### Work required
Where does "DefaultsConfig" appear in the data? Return each line that holds it.

::::::

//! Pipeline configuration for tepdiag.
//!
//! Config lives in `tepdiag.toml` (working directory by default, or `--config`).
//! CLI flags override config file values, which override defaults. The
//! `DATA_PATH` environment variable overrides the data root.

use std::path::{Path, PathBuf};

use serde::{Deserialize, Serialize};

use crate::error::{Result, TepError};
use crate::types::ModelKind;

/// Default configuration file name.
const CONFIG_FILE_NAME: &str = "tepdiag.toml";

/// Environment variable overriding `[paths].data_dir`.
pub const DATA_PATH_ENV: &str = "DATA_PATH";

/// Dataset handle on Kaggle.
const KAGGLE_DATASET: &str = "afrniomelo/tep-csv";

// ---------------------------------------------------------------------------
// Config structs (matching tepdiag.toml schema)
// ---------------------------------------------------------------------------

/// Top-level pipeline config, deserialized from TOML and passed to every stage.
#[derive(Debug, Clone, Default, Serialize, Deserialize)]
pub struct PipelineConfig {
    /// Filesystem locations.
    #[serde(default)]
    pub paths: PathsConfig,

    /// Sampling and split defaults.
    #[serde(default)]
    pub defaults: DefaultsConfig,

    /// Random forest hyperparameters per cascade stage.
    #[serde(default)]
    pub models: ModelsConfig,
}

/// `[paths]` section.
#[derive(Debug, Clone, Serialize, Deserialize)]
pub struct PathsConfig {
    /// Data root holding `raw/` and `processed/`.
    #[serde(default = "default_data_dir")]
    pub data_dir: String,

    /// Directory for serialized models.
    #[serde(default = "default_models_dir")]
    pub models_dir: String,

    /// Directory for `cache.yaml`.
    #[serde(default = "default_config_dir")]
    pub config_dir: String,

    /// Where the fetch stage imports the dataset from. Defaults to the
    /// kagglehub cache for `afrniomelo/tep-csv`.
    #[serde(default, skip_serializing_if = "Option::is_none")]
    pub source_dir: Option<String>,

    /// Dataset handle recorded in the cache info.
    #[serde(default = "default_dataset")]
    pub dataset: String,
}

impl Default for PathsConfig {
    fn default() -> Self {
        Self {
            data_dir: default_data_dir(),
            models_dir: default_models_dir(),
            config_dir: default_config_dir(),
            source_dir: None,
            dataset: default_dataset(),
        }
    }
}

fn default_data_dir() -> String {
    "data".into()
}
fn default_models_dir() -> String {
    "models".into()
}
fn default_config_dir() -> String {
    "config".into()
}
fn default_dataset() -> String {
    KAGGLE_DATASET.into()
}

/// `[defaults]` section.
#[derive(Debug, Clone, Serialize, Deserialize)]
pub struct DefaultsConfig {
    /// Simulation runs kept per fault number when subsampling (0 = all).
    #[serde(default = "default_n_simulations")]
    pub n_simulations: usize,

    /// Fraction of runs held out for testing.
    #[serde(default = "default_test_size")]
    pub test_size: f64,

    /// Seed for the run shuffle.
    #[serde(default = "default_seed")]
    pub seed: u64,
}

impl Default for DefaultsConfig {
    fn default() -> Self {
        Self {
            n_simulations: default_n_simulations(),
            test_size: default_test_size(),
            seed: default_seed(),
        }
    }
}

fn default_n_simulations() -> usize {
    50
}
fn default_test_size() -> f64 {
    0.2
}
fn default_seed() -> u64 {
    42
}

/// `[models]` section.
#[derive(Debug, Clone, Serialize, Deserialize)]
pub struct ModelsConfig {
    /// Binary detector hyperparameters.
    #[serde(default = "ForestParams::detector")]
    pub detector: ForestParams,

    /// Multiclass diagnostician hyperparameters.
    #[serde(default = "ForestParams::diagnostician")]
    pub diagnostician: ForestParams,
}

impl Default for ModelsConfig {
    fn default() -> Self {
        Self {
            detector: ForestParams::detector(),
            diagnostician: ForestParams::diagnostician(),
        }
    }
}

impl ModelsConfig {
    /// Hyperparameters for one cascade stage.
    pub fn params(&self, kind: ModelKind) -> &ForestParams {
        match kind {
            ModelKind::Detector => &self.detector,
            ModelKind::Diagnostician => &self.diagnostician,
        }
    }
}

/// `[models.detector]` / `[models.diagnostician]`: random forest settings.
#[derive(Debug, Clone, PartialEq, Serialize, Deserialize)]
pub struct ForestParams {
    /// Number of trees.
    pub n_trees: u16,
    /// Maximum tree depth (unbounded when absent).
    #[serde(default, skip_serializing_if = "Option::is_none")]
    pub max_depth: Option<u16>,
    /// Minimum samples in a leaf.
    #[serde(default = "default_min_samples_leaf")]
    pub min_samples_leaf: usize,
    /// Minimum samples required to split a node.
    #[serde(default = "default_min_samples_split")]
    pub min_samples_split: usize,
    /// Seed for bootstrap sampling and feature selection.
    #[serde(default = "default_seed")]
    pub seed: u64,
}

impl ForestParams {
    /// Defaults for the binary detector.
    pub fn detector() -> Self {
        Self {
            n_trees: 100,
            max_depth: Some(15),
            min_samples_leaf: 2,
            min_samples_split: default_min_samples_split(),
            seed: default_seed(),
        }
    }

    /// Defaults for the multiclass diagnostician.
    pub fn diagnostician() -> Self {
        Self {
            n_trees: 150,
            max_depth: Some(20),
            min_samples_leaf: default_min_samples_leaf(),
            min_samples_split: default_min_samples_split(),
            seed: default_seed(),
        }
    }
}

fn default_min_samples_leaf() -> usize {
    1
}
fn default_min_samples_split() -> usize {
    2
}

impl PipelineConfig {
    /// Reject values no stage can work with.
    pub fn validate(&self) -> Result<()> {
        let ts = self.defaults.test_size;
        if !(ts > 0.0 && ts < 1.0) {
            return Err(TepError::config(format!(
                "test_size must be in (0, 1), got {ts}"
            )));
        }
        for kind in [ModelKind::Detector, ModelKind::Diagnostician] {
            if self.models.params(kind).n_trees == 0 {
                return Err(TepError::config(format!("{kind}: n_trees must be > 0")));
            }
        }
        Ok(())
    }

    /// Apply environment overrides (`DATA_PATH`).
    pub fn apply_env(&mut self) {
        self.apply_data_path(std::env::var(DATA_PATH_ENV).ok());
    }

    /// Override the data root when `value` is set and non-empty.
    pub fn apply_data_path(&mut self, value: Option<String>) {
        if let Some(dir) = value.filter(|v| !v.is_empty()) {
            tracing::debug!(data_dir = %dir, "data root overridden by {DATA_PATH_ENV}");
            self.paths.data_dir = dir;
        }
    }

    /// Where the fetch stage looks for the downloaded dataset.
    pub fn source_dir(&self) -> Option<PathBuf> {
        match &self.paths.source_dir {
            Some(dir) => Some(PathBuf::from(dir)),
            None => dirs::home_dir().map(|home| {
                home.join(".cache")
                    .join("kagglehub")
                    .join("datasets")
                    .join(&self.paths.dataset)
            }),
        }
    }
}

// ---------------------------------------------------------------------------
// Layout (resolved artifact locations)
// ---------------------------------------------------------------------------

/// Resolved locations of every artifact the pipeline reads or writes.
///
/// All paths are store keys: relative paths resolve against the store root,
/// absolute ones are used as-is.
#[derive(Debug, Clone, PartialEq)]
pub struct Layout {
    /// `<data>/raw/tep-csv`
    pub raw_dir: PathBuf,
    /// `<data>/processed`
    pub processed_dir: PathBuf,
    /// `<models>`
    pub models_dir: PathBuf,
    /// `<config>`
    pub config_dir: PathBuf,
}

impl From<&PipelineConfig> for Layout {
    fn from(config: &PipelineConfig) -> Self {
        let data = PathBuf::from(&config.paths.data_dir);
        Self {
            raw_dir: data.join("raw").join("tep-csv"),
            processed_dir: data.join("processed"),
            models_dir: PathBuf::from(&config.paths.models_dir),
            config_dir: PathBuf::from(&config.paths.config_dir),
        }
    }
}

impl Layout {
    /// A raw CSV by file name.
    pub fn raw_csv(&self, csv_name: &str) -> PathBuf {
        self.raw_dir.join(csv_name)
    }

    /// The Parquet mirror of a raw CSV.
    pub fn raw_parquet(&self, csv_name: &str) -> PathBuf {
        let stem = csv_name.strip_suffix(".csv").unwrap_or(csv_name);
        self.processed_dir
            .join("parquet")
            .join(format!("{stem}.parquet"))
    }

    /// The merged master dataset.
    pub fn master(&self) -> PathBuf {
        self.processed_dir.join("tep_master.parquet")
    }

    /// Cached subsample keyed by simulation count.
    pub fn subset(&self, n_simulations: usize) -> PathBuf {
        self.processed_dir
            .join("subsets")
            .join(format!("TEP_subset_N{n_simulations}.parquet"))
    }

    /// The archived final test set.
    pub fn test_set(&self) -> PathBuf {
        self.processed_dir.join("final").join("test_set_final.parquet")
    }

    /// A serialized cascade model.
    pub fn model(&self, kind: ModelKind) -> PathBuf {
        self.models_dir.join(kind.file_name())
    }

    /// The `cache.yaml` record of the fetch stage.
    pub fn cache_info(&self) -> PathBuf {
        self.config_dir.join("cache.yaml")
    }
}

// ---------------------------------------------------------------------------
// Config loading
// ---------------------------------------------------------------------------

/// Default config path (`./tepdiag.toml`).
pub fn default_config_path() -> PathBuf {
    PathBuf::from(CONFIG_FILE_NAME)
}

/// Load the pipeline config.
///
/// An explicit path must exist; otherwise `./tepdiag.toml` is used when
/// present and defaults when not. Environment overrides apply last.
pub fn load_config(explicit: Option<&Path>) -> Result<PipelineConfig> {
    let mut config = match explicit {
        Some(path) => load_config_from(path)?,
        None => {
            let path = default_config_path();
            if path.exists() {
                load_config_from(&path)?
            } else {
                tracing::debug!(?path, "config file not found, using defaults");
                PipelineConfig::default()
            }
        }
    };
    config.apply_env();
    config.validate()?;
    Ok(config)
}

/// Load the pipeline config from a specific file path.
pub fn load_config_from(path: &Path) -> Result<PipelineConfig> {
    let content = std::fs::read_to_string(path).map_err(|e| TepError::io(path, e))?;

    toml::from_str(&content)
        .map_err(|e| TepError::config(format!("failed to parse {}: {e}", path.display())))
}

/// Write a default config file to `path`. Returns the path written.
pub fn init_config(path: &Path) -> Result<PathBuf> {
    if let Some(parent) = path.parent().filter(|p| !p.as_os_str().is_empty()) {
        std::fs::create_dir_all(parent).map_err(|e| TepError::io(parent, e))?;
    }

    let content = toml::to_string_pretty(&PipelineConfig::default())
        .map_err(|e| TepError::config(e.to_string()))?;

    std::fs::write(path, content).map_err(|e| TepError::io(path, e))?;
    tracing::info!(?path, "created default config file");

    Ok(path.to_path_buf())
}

::::::

### Answer area
    pub defaults: DefaultsConfig,
pub struct DefaultsConfig {
impl Default for DefaultsConfig {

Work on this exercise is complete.